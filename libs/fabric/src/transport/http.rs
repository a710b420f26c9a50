use std::time::Duration;

use constellation_core::ClientId;
use reqwest::header::{HeaderMap, HeaderValue, CACHE_CONTROL, PRAGMA, USER_AGENT};
use tracing::debug;
use url::Url;

use crate::error::{Error, Result};
use crate::protocol::Task;

/// Header carrying the module's client identity on every call
pub const CLIENT_ID_HEADER: &str = "X-Latipium-Client-Id";

/// Fixed client string sent as the user agent
pub const CLIENT_USER_AGENT: &str = "Latipium Daemon (https://github.com/latipium/daemon)";

/// Stateless HTTP transport used when no persistent channel is available
///
/// Every task becomes its own `POST` to the daemon, with the task's command
/// path appended to the base URL. Responses are never cached.
#[derive(Debug, Clone)]
pub struct HttpTransport {
    client: reqwest::Client,
    base_url: Url,
}

impl HttpTransport {
    /// Create a transport with default settings
    pub fn new(base_url: Url, client_id: ClientId) -> Result<Self> {
        Self::builder()
            .base_url(base_url)
            .client_id(client_id)
            .build()
    }

    /// Create a builder for configuring the transport
    pub fn builder() -> HttpTransportBuilder {
        HttpTransportBuilder::new()
    }

    pub fn base_url(&self) -> &Url {
        &self.base_url
    }

    /// Perform one task and return the response body
    pub async fn post(&self, task: &Task) -> Result<String> {
        let url = self.endpoint(&task.url)?;
        debug!(%url, "Posting task");

        let response = self
            .client
            .post(url)
            .body(task.request.clone())
            .send()
            .await?
            .error_for_status()?;
        Ok(response.text().await?)
    }

    /// Perform every task concurrently, returning responses in task order
    pub async fn send_tasks(&self, tasks: &[Task]) -> Result<Vec<String>> {
        futures::future::try_join_all(tasks.iter().map(|task| self.post(task))).await
    }

    fn endpoint(&self, path: &str) -> Result<Url> {
        let base = self.base_url.as_str().trim_end_matches('/');
        Url::parse(&format!("{base}{path}"))
            .map_err(|e| Error::Custom(format!("Invalid task URL '{path}': {e}")))
    }
}

/// Builder for configuring HTTP transport
#[derive(Default)]
pub struct HttpTransportBuilder {
    base_url: Option<Url>,
    client_id: Option<ClientId>,
    timeout: Option<Duration>,
}

impl HttpTransportBuilder {
    /// Create a new builder
    pub fn new() -> Self {
        Self::default()
    }

    /// Set the `http://` or `https://` base URL of the daemon
    pub fn base_url(mut self, url: Url) -> Self {
        self.base_url = Some(url);
        self
    }

    /// Set the identity sent with every call
    pub fn client_id(mut self, client_id: ClientId) -> Self {
        self.client_id = Some(client_id);
        self
    }

    /// Set the per-call timeout
    pub fn timeout(mut self, timeout: Duration) -> Self {
        self.timeout = Some(timeout);
        self
    }

    /// Build the transport
    pub fn build(self) -> Result<HttpTransport> {
        let base_url = self
            .base_url
            .ok_or_else(|| Error::Custom("Base URL not set".to_string()))?;
        let client_id = self
            .client_id
            .ok_or_else(|| Error::Custom("Client id not set".to_string()))?;

        let mut headers = HeaderMap::new();
        headers.insert(USER_AGENT, HeaderValue::from_static(CLIENT_USER_AGENT));
        headers.insert(CACHE_CONTROL, HeaderValue::from_static("no-cache, no-store"));
        headers.insert(PRAGMA, HeaderValue::from_static("no-cache"));
        headers.insert(
            CLIENT_ID_HEADER,
            HeaderValue::from_str(&client_id.to_string())
                .map_err(|e| Error::Custom(e.to_string()))?,
        );

        let mut builder = reqwest::Client::builder().default_headers(headers);
        if let Some(timeout) = self.timeout {
            builder = builder.timeout(timeout);
        }

        Ok(HttpTransport {
            client: builder.build()?,
            base_url,
        })
    }
}
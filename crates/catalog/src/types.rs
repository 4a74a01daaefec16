use chrono::{DateTime, Utc};
use serde::{Deserialize, Serialize};

/// A sellable item on a storefront.
#[derive(Debug, Clone, PartialEq, Serialize, Deserialize)]
pub struct Product {
    pub id: String,
    pub tenant_id: String,
    pub title: String,
    pub description: Option<String>,
    pub price_cents: u64,
    pub currency: String,
    /// Discriminant the routing layer dispatches on.
    pub kind: ProductKind,
    pub status: ProductStatus,
    pub created_at: DateTime<Utc>,
    pub updated_at: DateTime<Utc>,
}

#[derive(Debug, Clone, Copy, PartialEq, Eq, Serialize, Deserialize)]
#[serde(rename_all = "snake_case")]
pub enum ProductKind {
    /// Legacy-system courses.
    Course,
    /// Marketplace digital downloads (ebooks, templates, assets).
    DigitalDownload,
    /// Marketplace bundles of other products.
    Bundle,
}

#[derive(Debug, Clone, Copy, PartialEq, Eq, Serialize, Deserialize)]
#[serde(rename_all = "snake_case")]
pub enum ProductStatus {
    Draft,
    Published,
    Archived,
}

/// Which backend a product operation is routed to.
#[derive(Debug, Clone, Copy, PartialEq, Eq)]
pub enum Route {
    Legacy,
    Marketplace,
}
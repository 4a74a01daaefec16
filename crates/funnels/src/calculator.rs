//! Funnel step assembly: conversion and drop-off rates over ordered stage
//! counts.
//!
//! Both rates are always stage-over-previous-stage, never stage-over-top.
//! Cohorts are independently filtered sets, so `count[i] <= count[i-1]` is
//! not enforced anywhere.

use serde::{Deserialize, Serialize};

/// One stage of a computed funnel.
#[derive(Debug, Clone, PartialEq, Serialize, Deserialize)]
pub struct FunnelStepReport {
    pub name: String,
    pub count: u64,
    /// Percentage of the previous stage's cohort that reached this stage.
    /// Defined as 100 for the top-of-funnel stage.
    pub conversion_rate: f64,
    /// `100 - conversion_rate` relative to the immediately preceding stage;
    /// 0 for the top-of-funnel stage.
    pub drop_off: f64,
    /// Median time to the next stage, in the funnel's reporting unit. Only
    /// present between consecutive instrumented stages.
    #[serde(skip_serializing_if = "Option::is_none")]
    pub median_time_to_next: Option<f64>,
}

/// Percentage of `count` over `base`; defined as 0 when `base` is 0 so that
/// empty windows never divide by zero.
pub fn rate_over(count: u64, base: u64) -> f64 {
    if base == 0 {
        0.0
    } else {
        count as f64 / base as f64 * 100.0
    }
}

/// Build step reports from ordered `(name, count)` pairs.
pub fn build_steps(counts: &[(&str, u64)]) -> Vec<FunnelStepReport> {
    counts
        .iter()
        .enumerate()
        .map(|(i, (name, count))| {
            let conversion_rate = if i == 0 {
                100.0
            } else {
                rate_over(*count, counts[i - 1].1)
            };
            let drop_off = if i == 0 { 0.0 } else { 100.0 - conversion_rate };
            FunnelStepReport {
                name: name.to_string(),
                count: *count,
                conversion_rate,
                drop_off,
                median_time_to_next: None,
            }
        })
        .collect()
}
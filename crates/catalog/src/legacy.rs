//! Legacy course backend. Courses only; full CRUD.

use chrono::Utc;
use creatorhub_core::{HubError, HubResult};
use dashmap::DashMap;
use tracing::info;

use crate::backend::ProductBackend;
use crate::types::{Product, ProductKind, ProductStatus};

pub struct LegacyCourseStore {
    courses: DashMap<String, Product>,
}

impl Default for LegacyCourseStore {
    fn default() -> Self {
        Self::new()
    }
}

impl LegacyCourseStore {
    pub fn new() -> Self {
        Self {
            courses: DashMap::new(),
        }
    }

    fn update_with(
        &self,
        product_id: &str,
        apply: impl FnOnce(&mut Product),
    ) -> HubResult<Product> {
        let mut entry = self
            .courses
            .get_mut(product_id)
            .ok_or_else(|| HubError::ProductNotFound(product_id.to_string()))?;
        apply(entry.value_mut());
        entry.value_mut().updated_at = Utc::now();
        Ok(entry.value().clone())
    }
}

impl ProductBackend for LegacyCourseStore {
    fn name(&self) -> &'static str {
        "legacy_courses"
    }

    fn get(&self, product_id: &str) -> HubResult<Option<Product>> {
        Ok(self.courses.get(product_id).map(|p| p.value().clone()))
    }

    fn list_for_tenant(&self, tenant_id: &str) -> HubResult<Vec<Product>> {
        Ok(self
            .courses
            .iter()
            .filter(|p| p.value().tenant_id == tenant_id)
            .map(|p| p.value().clone())
            .collect())
    }

    fn create(&self, product: Product) -> HubResult<Product> {
        if product.kind != ProductKind::Course {
            return Err(HubError::Validation(format!(
                "legacy backend only stores courses, got {:?}",
                product.kind
            )));
        }
        info!(product_id = %product.id, tenant_id = %product.tenant_id, "Course created");
        self.courses.insert(product.id.clone(), product.clone());
        Ok(product)
    }

    fn update_price(&self, product_id: &str, price_cents: u64) -> HubResult<Product> {
        self.update_with(product_id, |p| p.price_cents = price_cents)
    }

    fn publish(&self, product_id: &str) -> HubResult<Product> {
        self.update_with(product_id, |p| p.status = ProductStatus::Published)
    }

    fn archive(&self, product_id: &str) -> HubResult<()> {
        self.update_with(product_id, |p| p.status = ProductStatus::Archived)?;
        Ok(())
    }
}
//! Hybrid product service: a facade routing each operation to the legacy
//! course system or the new marketplace.
//!
//! Routing is an explicit function of the product's `kind` discriminant and
//! the feature flags resolved at composition time. There is no runtime type
//! probing and no ambient flag state.

use creatorhub_core::config::FeatureFlags;
use creatorhub_core::{HubError, HubResult};
use tracing::{info, warn};

use crate::backend::ProductBackend;
use crate::legacy::LegacyCourseStore;
use crate::marketplace::MarketplaceStore;
use crate::types::{Product, ProductKind, Route};

pub struct ProductService {
    flags: FeatureFlags,
    legacy: LegacyCourseStore,
    marketplace: MarketplaceStore,
}

impl ProductService {
    pub fn new(flags: FeatureFlags) -> Self {
        info!(
            legacy_courses_enabled = flags.legacy_courses_enabled,
            use_new_marketplace = flags.use_new_marketplace,
            unified_product_model = flags.unified_product_model,
            parallel_system_run = flags.parallel_system_run,
            "Product service initialized"
        );
        Self {
            flags,
            legacy: LegacyCourseStore::new(),
            marketplace: MarketplaceStore::new(),
        }
    }

    /// Backend a product of the given kind is served from.
    pub fn route(&self, kind: ProductKind) -> Route {
        if self.flags.unified_product_model {
            return Route::Marketplace;
        }
        match kind {
            ProductKind::Course if self.flags.legacy_courses_enabled => Route::Legacy,
            ProductKind::Course => Route::Marketplace,
            _ => Route::Marketplace,
        }
    }

    pub fn create(&self, product: Product) -> HubResult<Product> {
        if product.kind != ProductKind::Course
            && !self.flags.use_new_marketplace
            && !self.flags.unified_product_model
        {
            return Err(HubError::Validation(format!(
                "marketplace products are not enabled, cannot create {:?}",
                product.kind
            )));
        }
        match self.route(product.kind) {
            Route::Legacy => self.legacy.create(product),
            Route::Marketplace => self.marketplace.create(product),
        }
    }

    pub fn get(&self, product_id: &str) -> HubResult<Option<Product>> {
        if self.flags.parallel_system_run {
            return self.get_parallel(product_id);
        }
        let (primary, secondary): (&dyn ProductBackend, &dyn ProductBackend) =
            if self.flags.unified_product_model {
                (&self.marketplace, &self.legacy)
            } else {
                (&self.legacy, &self.marketplace)
            };
        match primary.get(product_id)? {
            Some(product) => Ok(Some(product)),
            None => secondary.get(product_id),
        }
    }

    /// Shadow-read verification: consult both systems, flag divergence, and
    /// answer from the backend the product's kind routes to.
    fn get_parallel(&self, product_id: &str) -> HubResult<Option<Product>> {
        let legacy_hit = self.legacy.get(product_id)?;
        let marketplace_hit = self.marketplace.get(product_id)?;

        match (legacy_hit, marketplace_hit) {
            (Some(legacy), Some(marketplace)) => {
                if legacy != marketplace {
                    warn!(
                        product_id = %product_id,
                        legacy_price = legacy.price_cents,
                        marketplace_price = marketplace.price_cents,
                        "Parallel-run divergence between legacy and marketplace"
                    );
                }
                Ok(Some(match self.route(legacy.kind) {
                    Route::Legacy => legacy,
                    Route::Marketplace => marketplace,
                }))
            }
            (Some(legacy), None) => Ok(Some(legacy)),
            (None, marketplace) => Ok(marketplace),
        }
    }

    pub fn list_for_tenant(&self, tenant_id: &str) -> HubResult<Vec<Product>> {
        let mut products = self.legacy.list_for_tenant(tenant_id)?;
        if self.flags.use_new_marketplace || self.flags.unified_product_model {
            for product in self.marketplace.list_for_tenant(tenant_id)? {
                let duplicate = products.iter().position(|p| p.id == product.id);
                match (duplicate, self.route(product.kind)) {
                    (Some(i), Route::Marketplace) => products[i] = product,
                    (Some(_), Route::Legacy) => {}
                    (None, _) => products.push(product),
                }
            }
        }
        Ok(products)
    }

    pub fn update_price(&self, product_id: &str, price_cents: u64) -> HubResult<Product> {
        self.dispatch_write(product_id, |backend| {
            backend.update_price(product_id, price_cents)
        })
    }

    pub fn publish(&self, product_id: &str) -> HubResult<Product> {
        self.dispatch_write(product_id, |backend| backend.publish(product_id))
    }

    pub fn archive(&self, product_id: &str) -> HubResult<()> {
        self.dispatch_write(product_id, |backend| backend.archive(product_id))
    }

    fn dispatch_write<R>(
        &self,
        product_id: &str,
        op: impl FnOnce(&dyn ProductBackend) -> HubResult<R>,
    ) -> HubResult<R> {
        let existing = self
            .get(product_id)?
            .ok_or_else(|| HubError::ProductNotFound(product_id.to_string()))?;
        match self.route(existing.kind) {
            Route::Legacy => op(&self.legacy),
            Route::Marketplace => op(&self.marketplace),
        }
    }

    /// Migration and backfill access to the underlying stores.
    pub fn legacy_store(&self) -> &LegacyCourseStore {
        &self.legacy
    }

    pub fn marketplace_store(&self) -> &MarketplaceStore {
        &self.marketplace
    }
}
use creatorhub_core::HubResult;

use crate::types::Product;

/// Storage seam shared by the legacy course system and the new marketplace.
///
/// Reads never mutate state. Writes a backend does not support yet return
/// `HubError::NotYetSupported` as a typed outcome rather than panicking.
pub trait ProductBackend {
    fn name(&self) -> &'static str;

    fn get(&self, product_id: &str) -> HubResult<Option<Product>>;

    fn list_for_tenant(&self, tenant_id: &str) -> HubResult<Vec<Product>>;

    fn create(&self, product: Product) -> HubResult<Product>;

    fn update_price(&self, product_id: &str, price_cents: u64) -> HubResult<Product>;

    fn publish(&self, product_id: &str) -> HubResult<Product>;

    fn archive(&self, product_id: &str) -> HubResult<()>;
}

_WORK TASK:_ Start at the line containing "fn create(&self, product: Product) -> HubResult<Product>;" and print each line exactly until the listing ends, keeping the final line too.

_RESPONSE TO THE TASK:_
    fn create(&self, product: Product) -> HubResult<Product>;

    fn update_price(&self, product_id: &str, price_cents: u64) -> HubResult<Product>;

    fn publish(&self, product_id: &str) -> HubResult<Product>;

    fn archive(&self, product_id: &str) -> HubResult<()>;
}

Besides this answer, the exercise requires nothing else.